Por un momento, me quedé desconcertado, un poco confundido.
—Um… Compañero Thompson, disculpas, pensaron que recibirían píldoras solo por venir, pero todo fue un malentendido que se extendió, llevando a esto —susurró el Maestro Mugriento.
Me sorprendí.
Con tanta gente, ¿cómo podría posiblemente producir tantas píldoras?
Si tuviera que hacer una para cada persona, sería una tarea ardua. Sin embargo, era difícil negarse rotundamente ya que habían venido al rescate.
Parecía que no tenía más remedio que arar a través de ello.
—¡Ejem! Queridos Maestros de Cultivación, actualmente no tengo píldoras, pero no se preocupen, estarán listas en algún momento. Aquellos con materiales, refinaré los suyos primero; aquellos sin materiales, esperen un poco más —dije.
—¡Yo tengo algunos!
—¡Yo también!
Varios Maestros de Cultivación gritaron emocionados.
—¡Mañana, hagan que alguien los traiga juntos! Diferentes píldoras requieren diferentes materiales; ¡asegúrense de anotar todo! —dije.
—¡De acuerdo! —acordaron los Maestros de Cultivación.
—Compañero Thompson, matar a tantos Magos del Océano Sur esta vez podría causar algún conflicto, pero no te preocupes, no tendrás problemas. Mañana, informaremos a las Islas Ecuatoriales y diremos que los responsables eran de Monte Sterling. Pase lo que pase, que vengan a nosotros —dijo un viejo Taoísta.
Expresé mi gratitud:
—Gracias, Maestros de Cultivación.
Después de charlar un rato, también llegó el General Ross.
No fue hasta pasadas las dos de la madrugada que logré irme, conduciendo de regreso a Oakfield.
El viaje fue tranquilo y sin incidentes.
Reflexionando sobre los acontecimientos anteriores, todavía sentía un poco de miedo persistente por ser perseguido por ese gran grupo de Magos del Océano Sur. Fue verdaderamente peligroso y emocionante.
Pero ya había terminado, con la intervención de Monte Sterling, la gente de las Islas Ecuatoriales no vendría por mí.
Llegando a Oakfield, ya eran más de las seis.
De vuelta en la villa, Jessica todavía estaba dormida.
Anoche, no le había contado sobre el peligro que encontré, solo le dije que tenía algo que atender y que no volvería a casa.
Sentado junto a la cama, mirando su sereno rostro dormido, de repente me sentí mucho más tranquilo.
Sonreí, arropé la manta a su alrededor y fui a preparar el desayuno.
Durante el desayuno, no mencioné los eventos de anoche, solo dije que fui a manejar el asunto del Jefe Lee.
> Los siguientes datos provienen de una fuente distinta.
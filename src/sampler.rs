//! Discretization of a solved profile into a chart-ready sample series.

use crate::phase::PhasePoly;
use crate::profile::ProfileSample;
use crate::solver::{EPSILON, STANDARD_GRAVITY};

/// Default number of points in the sampled series. A display-resolution
/// choice, not a physical constant; override with
/// [`crate::solver::solve_sampled`].
pub const SAMPLE_COUNT: usize = 300;

/// Evaluates the phase sequence on an evenly spaced time grid over
/// `[0, total_time]`.
///
/// The terminal sample is snapped to zero speed and zero deceleration to
/// remove residual floating error at the stop boundary. Returns an empty
/// series when `total_time <= 0` (failed or degenerate solve). The series is
/// rebuilt in full on every call.
pub(crate) fn sample(phases: &[PhasePoly; 3], total_time: f64, count: usize) -> Vec<ProfileSample> {
    if total_time <= 0.0 {
        return Vec::new();
    }

    let count = count.max(2);
    let dt = total_time / (count - 1) as f64;

    let mut series = Vec::with_capacity(count);
    for i in 0..count {
        let t = i as f64 * dt;
        let (pos, mut vel, acc) = eval_at(phases, t);

        // Deceleration is reported positive; the ramp-down tail is clamped
        // so residual floating error never shows as negative deceleration.
        let mut a_g = (-acc / STANDARD_GRAVITY).max(0.0);

        if i == count - 1 {
            // Snap the very last point to the exact stop state.
            vel = 0.0;
            a_g = 0.0;
        }

        series.push(ProfileSample { t, a_g, vel, pos });
    }
    series
}

/// Picks the phase containing grid time `t` and evaluates it locally.
fn eval_at(phases: &[PhasePoly; 3], t: f64) -> (f64, f64, f64) {
    let t1 = phases[0].time;
    let t2 = phases[1].time;

    if t <= t1 + EPSILON {
        phases[0].eval(t)
    } else if t <= t1 + t2 + EPSILON {
        phases[1].eval(t - t1)
    } else {
        phases[2].eval(t - t1 - t2)
    }
}

#[cfg(test)]
mod tests {
    use super::*;
    use crate::profile::ArrestInput;
    use crate::solver::{solve, solve_sampled};
    use approx::assert_relative_eq;

    #[test]
    fn series_has_fixed_length_and_even_spacing() {
        let result = solve(&ArrestInput::new(6.0, 1300.0, 42.0));
        assert_eq!(result.samples.len(), SAMPLE_COUNT);

        let dt = result.total_time / (SAMPLE_COUNT - 1) as f64;
        for (i, point) in result.samples.iter().enumerate() {
            assert_relative_eq!(point.t, i as f64 * dt, epsilon = 1e-12);
        }
    }

    #[test]
    fn series_endpoints_are_exact() {
        let result = solve(&ArrestInput::new(6.0, 1300.0, 20.0));
        let first = result.samples.first().unwrap();
        let last = result.samples.last().unwrap();

        assert_eq!(first.t, 0.0);
        assert_relative_eq!(first.vel, result.v0, epsilon = 1e-12);
        assert_eq!(first.a_g, 0.0);
        assert_eq!(first.pos, 0.0);

        assert_relative_eq!(last.t, result.total_time, epsilon = 1e-12);
        assert_eq!(last.vel, 0.0);
        assert_eq!(last.a_g, 0.0);
        assert_relative_eq!(last.pos, result.stop_distance, epsilon = 1e-9);
    }

    #[test]
    fn speed_never_increases_and_displacement_never_decreases() {
        for max_g in [20.0, 42.0] {
            let result = solve(&ArrestInput::new(6.0, 1300.0, max_g));
            for pair in result.samples.windows(2) {
                assert!(pair[1].vel <= pair[0].vel + 1e-9);
                assert!(pair[1].pos >= pair[0].pos - 1e-9);
            }
        }
    }

    #[test]
    fn deceleration_stays_non_negative() {
        let result = solve(&ArrestInput::new(6.0, 1300.0, 20.0));
        assert!(result.samples.iter().all(|p| p.a_g >= 0.0));
    }

    #[test]
    fn sample_count_is_configurable() {
        let input = ArrestInput::new(6.0, 1300.0, 42.0);
        assert_eq!(solve_sampled(&input, 50).samples.len(), 50);
        // Degenerate counts are raised to the 2-point minimum.
        assert_eq!(solve_sampled(&input, 0).samples.len(), 2);
    }

    #[test]
    fn sampled_displacement_integrates_the_speed_curve() {
        // Trapezoid-rule integral of v(t) over the series must reproduce the
        // closed-form stop distance.
        let result = solve(&ArrestInput::new(6.0, 1300.0, 20.0));
        let dt = result.total_time / (result.samples.len() - 1) as f64;
        let integral: f64 = result
            .samples
            .windows(2)
            .map(|pair| 0.5 * (pair[0].vel + pair[1].vel) * dt)
            .sum();

        assert_relative_eq!(integral, result.stop_distance, epsilon = 1e-6);
    }
}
Después de dejarla en la fábrica, como de costumbre me dirigí al Pueblo Piedra Negra, luego a la empresa para discutir el nuevo negocio con Brian Anderson y el Sr. Wilson.
Al mediodía, recibí una llamada telefónica.
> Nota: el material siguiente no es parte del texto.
// Value Over Replacement (VOR) against positional and FLEX baselines.
//
// Each position's replacement level is the projection of the player at the
// replacement rank: every team's starters plus a position-specific share of
// bench stashes. RB/WR/TE additionally get VOR against a pooled FLEX baseline.

use std::cmp::Ordering;
use std::collections::BTreeMap;

use crate::draft::pick::{Position, DRAFTABLE_POSITIONS};
use crate::draft::roster::RosterConfig;
use crate::valuation::projections::Player;

/// Share of a league's bench spots (per team) expected to hold each position.
pub fn bench_share(pos: Position) -> f64 {
    match pos {
        Position::Quarterback => 0.3,
        Position::RunningBack => 1.5,
        Position::WideReceiver => 1.5,
        Position::TightEnd => 0.4,
        Position::Defense => 0.2,
        Position::Kicker => 0.2,
        _ => 0.3,
    }
}

/// Extra FLEX-eligible players per team counted above the FLEX starters.
const FLEX_BENCH_SHARE: f64 = 0.8;

/// A player with their replacement baseline and value over it.
#[derive(Debug, Clone, PartialEq)]
pub struct PlayerValuation {
    pub player: Player,
    /// Projection of the replacement-level player at this position.
    pub baseline: f64,
    /// `projection - baseline`.
    pub vor: f64,
    /// `projection - flex_baseline` for RB/WR/TE, `None` otherwise.
    pub vor_flex: Option<f64>,
}

impl PlayerValuation {
    pub fn name(&self) -> &str {
        &self.player.name
    }

    pub fn position(&self) -> Position {
        self.player.position
    }

    pub fn projection(&self) -> f64 {
        self.player.projection
    }

    /// The VOR signal used in scoring: FLEX VOR when available, otherwise
    /// positional VOR. Non-finite values count as 0.
    pub fn vor_component(&self) -> f64 {
        let v = self.vor_flex.unwrap_or(self.vor);
        if v.is_finite() {
            v
        } else {
            0.0
        }
    }
}

// ---------------------------------------------------------------------------
// Replacement ranks
// ---------------------------------------------------------------------------

/// `league_size * share`, rounded half-to-even.
fn league_share(league_size: usize, share: f64) -> usize {
    (league_size as f64 * share).round_ties_even() as usize
}

/// Replacement rank for every draftable position:
/// `max(1, league_size * slots + round(league_size * bench_share))`.
///
/// Positions without a configured slot use a slot count of 0.
pub fn compute_replacement_ranks(roster: &RosterConfig, league_size: usize) -> BTreeMap<Position, usize> {
    DRAFTABLE_POSITIONS
        .iter()
        .map(|&pos| {
            let starters = league_size * roster.slots(pos);
            let bench_extra = league_share(league_size, bench_share(pos));
            (pos, (starters + bench_extra).max(1))
        })
        .collect()
}

/// Rank of the FLEX replacement player within the pooled RB/WR/TE list.
///
/// A roster without a FLEX entry is treated as having one FLEX slot.
pub fn flex_replacement_rank(roster: &RosterConfig, league_size: usize) -> usize {
    let flex_slots = if roster.has_slot(Position::Flex) {
        roster.slots(Position::Flex)
    } else {
        1
    };
    league_size * flex_slots + league_share(league_size, FLEX_BENCH_SHARE)
}

// ---------------------------------------------------------------------------
// Baselines
// ---------------------------------------------------------------------------

fn sorted_projections<'a>(players: impl Iterator<Item = &'a Player>) -> Vec<f64> {
    let mut projections: Vec<f64> = players.map(|p| p.projection).collect();
    projections.sort_by(|a, b| b.partial_cmp(a).unwrap_or(Ordering::Equal));
    projections
}

/// Per-position baseline: the projection at `rank` (1-indexed), the weakest
/// projection when the pool is shorter, or 0 when it is empty.
pub fn compute_baselines(
    players: &[Player],
    replacement_ranks: &BTreeMap<Position, usize>,
) -> BTreeMap<Position, f64> {
    replacement_ranks
        .iter()
        .map(|(&pos, &rank)| {
            let projections = sorted_projections(players.iter().filter(|p| p.position == pos));
            let baseline = if projections.len() >= rank {
                projections[rank.saturating_sub(1)]
            } else {
                projections.last().copied().unwrap_or(0.0)
            };
            (pos, baseline)
        })
        .collect()
}

/// Baseline for the pooled RB/WR/TE list. The rank is clamped into the pool.
pub fn compute_flex_baseline(players: &[Player], roster: &RosterConfig, league_size: usize) -> f64 {
    let projections = sorted_projections(players.iter().filter(|p| p.position.is_flex_eligible()));
    if projections.is_empty() {
        return 0.0;
    }
    let rank = flex_replacement_rank(roster, league_size);
    let idx = rank.saturating_sub(1).min(projections.len() - 1);
    projections[idx]
}

// ---------------------------------------------------------------------------
// Pipeline entry point
// ---------------------------------------------------------------------------

/// Value every player against their positional and FLEX baselines.
///
/// Baselines are computed from `players` itself, so callers pass the full
/// catalog (drafted players included). Output is in input order.
pub fn apply_vor(players: &[Player], roster: &RosterConfig, league_size: usize) -> Vec<PlayerValuation> {
    let ranks = compute_replacement_ranks(roster, league_size);
    let baselines = compute_baselines(players, &ranks);
    let flex_baseline = compute_flex_baseline(players, roster, league_size);

    players
        .iter()
        .map(|p| {
            let baseline = baselines.get(&p.position).copied().unwrap_or(0.0);
            PlayerValuation {
                player: p.clone(),
                baseline,
                vor: p.projection - baseline,
                vor_flex: p
                    .position
                    .is_flex_eligible()
                    .then(|| p.projection - flex_baseline),
            }
        })
        .collect()
}

// ---------------------------------------------------------------------------
// Tests
// ---------------------------------------------------------------------------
Mirándola, noté que era de esa encantadora oficial de policía.
—Oficial Davis, tus noticias están bastante actualizadas; sabes que ya he regresado —murmuré antes de contestar.
—¡Hola! Charlie, ¿estás libre al mediodía? Únete a nosotros para un almuerzo de despedida. En unos días, dejaré Oakfield para un puesto en la capital del estado —la voz distintivamente magnética de Emily Davis llegó a través del teléfono.
Me quedé ligeramente aturdido, recordando que el Capitán Hernández había mencionado anteriormente que la Oficial Davis podría dirigirse a la capital del estado.
—¡Felicidades! —respondí.
—¡Qué felicitaciones! —dijo Emily Davis—. Ven si puedes, estamos en el mismo lugar que antes. El Director Stewart y otros están aquí, incluso Christina vino.
Después de una breve consideración, acepté.
En poco más de diez minutos, conduje hasta el restaurante cerca de la comisaría.
Al entrar en la sala privada, vi que muchas personas ya estaban sentadas, la mayoría en uniformes de policía. Escaneando la habitación, vi al Director Stewart en la mesa izquierda, no lejos de Emily Davis.
Junto a Emily Davis estaba nada menos que Wylie Davis.
«Este tipo, ¿por qué sigue aquí? Ha estado suspendido durante tanto tiempo; no es de extrañar que no estuviera en el departamento de la ciudad antes», reflexioné en silencio.
En ese momento, Wylie Davis también me notó. Mientras bebía té, de repente lo escupió.
Luego me miró con furia, con los ojos muy abiertos, fijando su mirada en mí.
Él sabía muy bien el tipo de conmoción que ocurrió tanto en la policía como en los círculos políticos de la capital del estado en los últimos días, todo por causa de este joven.